Opened 13 years ago

Last modified 12 years ago

#54 reopened technical

ITR failures and implications on connectivity restoration time (review by Y. Rekhter)

Reported by: wmhaddad@… Owned by:
Priority: major Component: draft-ietf-lisp
Severity: - Keywords:
Cc:

Description

A scenario where an ITR fails would result in shifting a large fraction or all the flows that used to go through one ITR to another ITR. Note that in this scenario the arrival rate
of the flows at the new ITR is determined by the total number of
flows being shifted (e.g., in the case of an ITR failure it is the
number of flows that used to go through the old ITR), and not by
the steady state arrival rate of flows. Therefore, in this scenario
the rate with which the new ITR has to resolve EID-RLOC mapping is
determined not by the arrival rate of flows in the steady state,
but by the total number of flows being moved to the new ITR, and
the latter may be significantly higher than the former.

Even if we assume that all flows are TCP-based (no UDP-based flows
at all), then while the arrival rate of the first few packets at
the beginning of such flows is determined by the SYN retransmission
time (and thus could be fairly low), this is not the case for the
arrival rate of the packets in the middle of such flows, which could
be Mb/sec, or even Gb/sec. Thus the amount of dropped packets (if
ITR drops packets while resolving EID-RLOC mapping) or buffered
packets (if ITR buffers packets while resolving EID-RLOC mapping)
in a situation where a failure results in a whole bunch of existing
flows being rerouted to a new ITR is going to me much higher than
in the steady state. Note than none of this occurs with today's
routing. That means that in the presence of ITR failure LISP would
negatively impact connectivity restoration time relative to what
we have today, as well as the service availability.

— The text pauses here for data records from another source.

//! HTTP server for the Cadastros API.
//!
//! # API Endpoints
//!
//! | Method | Path                   | Description                        |
//! |--------|------------------------|------------------------------------|
//! | GET    | `/health`              | Health check                       |
//! | GET    | `/api/{entity}`        | List records ordered by name       |
//! | POST   | `/api/{entity}`        | Create a record (201)              |
//! | PUT    | `/api/{entity}/{id}`   | Replace every column of a record   |
//! | DELETE | `/api/{entity}/{id}`   | Delete a record                    |
//!
//! `{entity}` is one of `teams`, `systems`, `clients`, `statuses`. The list
//! and create routes also answer with a trailing slash. Anything else is a
//! 404 `{"message": "Resource not found"}`.

use axum::{
    extract::DefaultBodyLimit,
    http::{header, HeaderValue, Method},
    response::Json,
    routing::{any, get, put, MethodRouter},
    Router,
};
use cadastros_common::EntityKind;
use std::future::Future;
use std::sync::Arc;
use tower_http::{
    catch_panic::CatchPanicLayer,
    cors::{AllowOrigin, Any, CorsLayer},
    services::{ServeDir, ServeFile},
    trace::{DefaultMakeSpan, DefaultOnRequest, DefaultOnResponse, TraceLayer},
};
use tracing::Level;

use super::types::HealthResponse;
use crate::config::ServeConfig;
use crate::crud::{controller, CrudService};
use crate::error::{panic_response, ServerError, ServerResult};
use crate::store::{MemoryStore, PgStore, RecordStore};

/// Request bodies above this size are rejected.
const BODY_LIMIT: usize = 2 * 1024 * 1024;

/// Health check endpoint
async fn health() -> Json<HealthResponse> {
    Json(HealthResponse::ok())
}

fn collection_routes() -> MethodRouter<CrudService> {
    get(controller::list)
        .post(controller::create)
        .fallback(controller::route_not_found)
}

fn member_routes() -> MethodRouter<CrudService> {
    put(controller::update)
        .delete(controller::remove)
        .fallback(controller::route_not_found)
}

/// Routes of one entity namespace, bound to its service.
pub fn entity_router(service: CrudService) -> Router {
    let base = format!("/api/{}", service.descriptor().table);

    Router::new()
        .route(&base, collection_routes())
        .route(&format!("{base}/"), collection_routes())
        .route(&format!("{base}/{{id}}"), member_routes())
        .with_state(service)
}

fn cors_layer(config: &ServeConfig) -> CorsLayer {
    let origin = match config.cors_origins() {
        None => AllowOrigin::from(Any),
        Some(origins) => {
            let values: Vec<HeaderValue> = origins
                .iter()
                .filter_map(|origin| match HeaderValue::from_str(origin) {
                    Ok(value) => Some(value),
                    Err(e) => {
                        tracing::warn!("Ignoring invalid CORS origin {:?}: {}", origin, e);
                        None
                    }
                })
                .collect();
            AllowOrigin::list(values)
        }
    };

    CorsLayer::new()
        .allow_origin(origin)
        .allow_methods([Method::GET, Method::POST, Method::PUT, Method::DELETE, Method::OPTIONS])
        .allow_headers([header::CONTENT_TYPE, header::ACCEPT])
        .expose_headers([header::CONTENT_TYPE])
}

/// Full application router over a record store.
pub fn build_router(store: Arc<dyn RecordStore>, config: &ServeConfig) -> Router {
    let mut app = Router::new().route("/health", get(health));

    for kind in EntityKind::ALL {
        app = app.merge(entity_router(CrudService::for_kind(kind, store.clone())));
    }

    app = match &config.static_dir {
        Some(dir) => {
            // Unknown API paths stay JSON 404s; everything else is the web client.
            let index = dir.join("index.html");
            app.route("/api", any(controller::route_not_found))
                .route("/api/{*rest}", any(controller::route_not_found))
                .fallback_service(ServeDir::new(dir).fallback(ServeFile::new(index)))
        }
        None => app.fallback(controller::route_not_found),
    };

    app.layer(DefaultBodyLimit::max(BODY_LIMIT))
        .layer(CatchPanicLayer::custom(panic_response))
        .layer(cors_layer(config))
        .layer(
            TraceLayer::new_for_http()
                .make_span_with(DefaultMakeSpan::new().level(Level::INFO))
                .on_request(DefaultOnRequest::new().level(Level::DEBUG))
                .on_response(DefaultOnResponse::new().level(Level::INFO)),
        )
}

/// Build the store the configuration asks for and check that it answers.
pub async fn open_store(config: &ServeConfig) -> ServerResult<Arc<dyn RecordStore>> {
    let store: Arc<dyn RecordStore> = if config.in_memory {
        tracing::warn!("Using the in-memory record store; data is lost on shutdown");
        Arc::new(MemoryStore::new())
    } else {
        Arc::new(PgStore::connect(&config.database_settings()?).await?)
    };

    store.ping().await.map_err(ServerError::from)?;
    Ok(store)
}

/// Wait for SIGTERM or Ctrl+C.
pub async fn shutdown_signal() {
    use tokio::signal;

    let ctrl_c = async {
        if let Err(e) = signal::ctrl_c().await {
            tracing::error!("Failed to listen for Ctrl+C: {}", e);
            std::future::pending::<()>().await;
        }
    };

    #[cfg(unix)]
    let terminate = async {
        match signal::unix::signal(signal::unix::SignalKind::terminate()) {
            Ok(mut sigterm) => {
                sigterm.recv().await;
            }
            Err(e) => {
                tracing::error!("Failed to install SIGTERM handler: {}", e);
                std::future::pending::<()>().await;
            }
        }
    };

    #[cfg(not(unix))]
    let terminate = std::future::pending::<()>();

    tokio::select! {
        _ = ctrl_c => tracing::info!("Received Ctrl+C, shutting down gracefully..."),
        _ = terminate => tracing::info!("Received SIGTERM, shutting down gracefully..."),
    }
}

/// Serve until `shutdown` resolves, then close the store.
pub async fn serve<F>(store: Arc<dyn RecordStore>, config: &ServeConfig, shutdown: F) -> ServerResult<()>
where
    F: Future<Output = ()> + Send + 'static,
{
    let app = build_router(store.clone(), config);
    let addr = config.bind_address();
    let listener = tokio::net::TcpListener::bind(addr).await?;

    tracing::info!("🚀 Cadastros server running on http://localhost:{}", config.port);
    for kind in EntityKind::ALL {
        tracing::info!("   /api/{}", kind);
    }
    if let Some(dir) = &config.static_dir {
        tracing::info!("   Serving web client from {}", dir.display());
    }

    axum::serve(listener, app).with_graceful_shutdown(shutdown).await?;

    tracing::info!("Closing record store...");
    store.close().await;
    Ok(())
}

/// Open the configured store, then serve until SIGTERM/Ctrl+C.
pub async fn start_server(config: ServeConfig) -> ServerResult<()> {
    let store = open_store(&config).await?;
    serve(store, &config, shutdown_signal()).await
}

An approach, where instead of dropping packets, an implementation
would queue packets would require additional memory on the router,
which at the minimum would increase the cost (and therefore the
price) of the router. Moreover, in the scenario where a failure of
one ITR would result in shifting all the flows that used to go
through that ITR to another ITR, if the number of flows is large
and/or flows are of high bandwidth it may be unfeasible to queue
all these packets on the new ITR.

One can not claim that the problem of how to handle data while
resolving EID-RLOC mapping is a local problem for which there are
local incremental fixes, as there are no practical solutions to
this problem on the table at all, and thus one can not claim that
such problem could be solved by local incremental fixes. Since this
problem is likely to manifest itself most visibly at large scale
deployment, it would be inappropriate to wait with solving this
problem until large scale deployment - this problem needs to be
solved before any large scale deployment of LISP, or any large scale
deployment of LISP should be put on hold until a practical solution
to this problem is developed.

Change History (3)

comment:1 Changed 12 years ago by luigi@…

  • Resolution set to fixed
  • Status changed from new to resolved

The issue has been fixed in version -12 of the draft as described in section B.1:

  • Tracker item 54. Added text to the new section titled "Packets Egressing a LISP Site" to describe the implications when two or more ITRs exist at a site where only one ITR is used for egress traffic and when there is a shift of traffic to the others, how the map-cache will need to be populated in those new egress ITRs.

comment:2 Changed 12 years ago by luigi@…

  • Status changed from resolved to closed

comment:3 Changed 12 years ago by yakov@…

  • Resolution fixed deleted
  • Status changed from closed to reopened

I disagree with the claim that the issues raised in in this ticket "is not anticipated ... be a problem". To the contrary, ITR failure could negatively impact connectivity restoration time relative to what we have today, as well as the service availability. Thus I propose to replace

While this is not anticipated this will be a problem, the deployment
and experimentation will determine if there is an issue requiring
more attention.

with the following:

ITR failure could negatively impact connectivity restoration time, as well as the
service availability relative to what we have with the current routing system.
Procedures for addressing is are for further study.